La cúpula militar israelí considera hoy que la guerra en Gaza finalmente ha entrado en un período de estabilización y que es el comienzo de una nueva etapa marcada por el fin del predominio político de Hamas. No hay claridad sobre lo que vendrá a continuación: lo que sí resulta evidente es que, una vez más, el foco de atención se ha situado en el límite de Israel con El Líbano.

La sorpresiva explosión simultánea de beepers y dispositivos tecnológicos no sólo buscó desarticular a la organización chiita: fue un grito de guerra contra Irán, así como también contra quienes se opongan al renovado imperativo de seguridad manifestado por el gobierno israelí.

Benjamin Netanyahu sabe que cuenta con poco tiempo para encarar una ofensiva que apunta no sólo a doblegar a Hezbolá sino también a reconfigurar un nudo esencial de la geopolítica global.
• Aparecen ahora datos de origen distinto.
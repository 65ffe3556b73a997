//! External collaborator boundaries
//!
//! The dashboard talks to two remote services: a scorer that turns an
//! uploaded Excel/CSV payload into a [`ResultSet`], and an explainer that
//! produces markdown free text for a single flagged transaction. Wire
//! schemas are owned by those services; this crate only fixes the shape at
//! the boundary.

use async_trait::async_trait;
use serde::{Deserialize, Serialize};

use antiscam_core::{ResultSet, TransactionRecord};

use crate::error::ServiceError;

/// Health report of the scoring backend.
#[derive(Debug, Clone, PartialEq, Eq, Serialize, Deserialize)]
pub struct ApiStatus {
    pub status: String,
    pub ml_api_configured: bool,
    pub openai_configured: bool,
    /// True when scores come from the offline mock model instead of the
    /// real one.
    pub mock_mode: bool,
}

/// An uploaded transaction file, passed through verbatim. The scorer owns
/// parsing and column validation.
#[derive(Debug, Clone, PartialEq, Eq)]
pub struct UploadPayload {
    pub filename: String,
    pub bytes: Vec<u8>,
}

impl UploadPayload {
    pub fn new(filename: impl Into<String>, bytes: Vec<u8>) -> Self {
        Self {
            filename: filename.into(),
            bytes,
        }
    }
}

/// The external scoring service.
#[async_trait]
pub trait ScoringService: Send + Sync {
    /// Report backend health and configuration.
    async fn status(&self) -> Result<ApiStatus, ServiceError>;

    /// Score every row of an uploaded file in one call and return the
    /// flagged subset with totals.
    async fn analyze(&self, payload: UploadPayload) -> Result<ResultSet, ServiceError>;
}

/// The external explanation service. Takes the full record, answers with
/// markdown free text.
#[async_trait]
pub trait ExplanationService: Send + Sync {
    async fn explain(&self, record: &TransactionRecord) -> Result<String, ServiceError>;
}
Si bien las continuas y multitudinarias movilizaciones en contra del gobierno han contribuido a mellar su autoridad, el primer Ministro todavía es considerado como el árbitro de la política israelí.
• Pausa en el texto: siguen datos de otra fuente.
//! Scored transaction records and the result set returned by the scorer
//!
//! Field names on the wire follow the scoring service's schema exactly
//! (`TransactionID`, `AccountID`, `TransactionAmount`, ...). Records are
//! immutable once received; the engine never mutates them.

use serde::{Deserialize, Serialize};

/// Synthesize a display identifier from a positional index.
///
/// The scorer assigns each record a 0-based sequence number; rows that carry
/// no `TransactionID` of their own are displayed as `TXN0001`, `TXN0002`, ...
/// (1-based, zero-padded to at least four digits).
///
/// This is the single fallback rule shared by the account ranker and the
/// presentation layer.
pub fn synthesized_transaction_id(index: usize) -> String {
    format!("TXN{:04}", index + 1)
}

/// One scored transaction as delivered by the external scoring service.
///
/// # Invariant
/// `fraud_score` is always present and numeric on any record that reaches
/// the analytics engine. A missing or non-numeric score is a contract
/// violation by the upstream scorer; the engine does not defend against it
/// and simply propagates IEEE float semantics (NaN comparisons are ties).
#[derive(Debug, Clone, PartialEq, Serialize, Deserialize)]
pub struct TransactionRecord {
    /// Positional sequence number assigned when the result set was built.
    /// Used only for fallback-identifier synthesis and as a rendering key.
    pub id: usize,

    /// Transaction identifier from the uploaded file, if present.
    #[serde(rename = "TransactionID", skip_serializing_if = "Option::is_none")]
    pub transaction_id: Option<String>,

    /// Account identifier from the uploaded file, if present.
    #[serde(rename = "AccountID", skip_serializing_if = "Option::is_none")]
    pub account_id: Option<String>,

    /// Transaction amount (currency, non-negative by contract).
    #[serde(rename = "TransactionAmount")]
    pub amount: f64,

    /// Account balance at transaction time (currency, non-negative).
    #[serde(rename = "AccountBalance")]
    pub balance: f64,

    /// Duration of the transaction session, in seconds.
    #[serde(rename = "TransactionDuration")]
    pub duration_secs: f64,

    /// Login attempts preceding the transaction.
    #[serde(rename = "LoginAttempts")]
    pub login_attempts: u32,

    /// Customer age in years.
    #[serde(rename = "CustomerAge")]
    pub customer_age: i64,

    /// Fraud likelihood in [0, 1], attached by the external scorer.
    pub fraud_score: f64,
}

impl TransactionRecord {
    /// Transaction identifier for display: the record's own id, or the
    /// synthesized positional fallback.
    pub fn display_transaction_id(&self) -> String {
        self.transaction_id
            .clone()
            .unwrap_or_else(|| synthesized_transaction_id(self.id))
    }

    /// Account identifier for display and grouping: `AccountID` if present,
    /// otherwise the transaction identifier (synthesized if need be).
    pub fn display_account_id(&self) -> String {
        self.account_id
            .clone()
            .unwrap_or_else(|| self.display_transaction_id())
    }
}

/// The full response of a scoring call: totals plus the ordered fraudulent
/// subset. Legitimate transactions are excluded from all aggregation and
/// ranking, so only the counts survive for them.
#[derive(Debug, Clone, Default, PartialEq, Serialize, Deserialize)]
pub struct ResultSet {
    /// Number of rows in the uploaded file.
    pub total_transactions: usize,

    /// Number of rows the scorer flagged as fraudulent.
    pub fraudulent_count: usize,

    /// Flagged rows in upload order.
    pub fraudulent_transactions: Vec<TransactionRecord>,

    /// True when the scorer answered from its offline mock model.
    #[serde(rename = "ml_mock_mode", default)]
    pub mock_mode: bool,
}

impl ResultSet {
    /// Rows not flagged as fraudulent.
    pub fn legitimate_count(&self) -> usize {
        self.total_transactions
            .saturating_sub(self.fraudulent_count)
    }
}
Ni siquiera los familiares de los secuestrados por Hamas, convertidos en la principal voz de protesta en contra del avance en Gaza, han logrado refrenar el impulso bélico de una figura capaz todavía de abroquelar a los sectores conservadores, religiosos y nacionalistas en un bloque mayoritario dentro de la escena política local, mientras la oposición todavía actúa de manera fragmentaria y carente de liderazgos amplios y efectivos.

Con todo, Netanyahu es consciente de que su debacle y posterior ocaso político podría sobrevenir nada menos que desde los Estados Unidos. Si bien los dos candidatos presidenciales sostienen que la histórica alianza con Israel es inmodificable, lo cierto es que la relación entre ambos gobiernos podría sufrir cambios si es que Kamala Harris triunfa en la contienda electoral.

Si Donald Trump manifestó en todo momento su cercanía ideológica con Netanyahu, en cambio han resultado públicas las diferencias entre el caudillo israelí y la actual vicepresidenta y candidata presidencial demócrata. Harris también ha planteado en reiteradas oportunidades que, en caso de llegar a la Casa Blanca, Estados Unidos podría limitar su apoyo a una aventura bélica que, sobre todo en estas últimas semanas, ha profundizado la incertidumbre y la zozobra en Medio Oriente.

Para buena parte de la dirigencia política en Washington, Netanyahu se ha transformado de aliado en una figura imprevisible, capaz de detonar conflictos sólo por su irredimible voluntad de supervivencia en un contexto político cada vez más adverso.

Con Europa y el Reino Unido todavía concentrados en la defensa de Ucrania y en el ataque a Rusia dentro del paraguas militar de la OTAN, y con Estados Unidos inmerso en una contienda electoral con resultados impredecibles, Medio Oriente parece librada a su propia inercia política y, especialmente, militar.

Probablemente sea ésta la última oportunidad que tenga Netanyahu para recuperar su alicaída impronta valiéndose de la embestida a una organización directamente ligada con los intereses de Irán en Medio Oriente.

La derecha israelí asume que, al menos esta vez, su éxito será inevitable al aprovechar a su favor el creciente rechazo de la empobrecida sociedad libanesa contra Hezbolá y, más aún, frente a la posibilidad de una nueva guerra contra el vecino del sur. Mientras tanto, el asesinato del líder máximo de la organización chiita, Hassan Nasralá, durante un bombardeo en Beirut elevará las tensiones a un punto de no retorno y hará fracasar cualquier tentativa de tregua en un corto plazo.

Por su parte, la maquinaria bélica en que ha devenido Israel en estos últimos tiempos pretenderá demostrar que la única política de seguridad y defensa realmente efectiva se construye a partir del ataque frontal a organizaciones terroristas, pero también con un poder de fuego sin tregua en contra de la sociedad civil, sin contemplaciones ni límites de ningún tipo, y más allá del amplio rechazo generado en casi todo el mundo.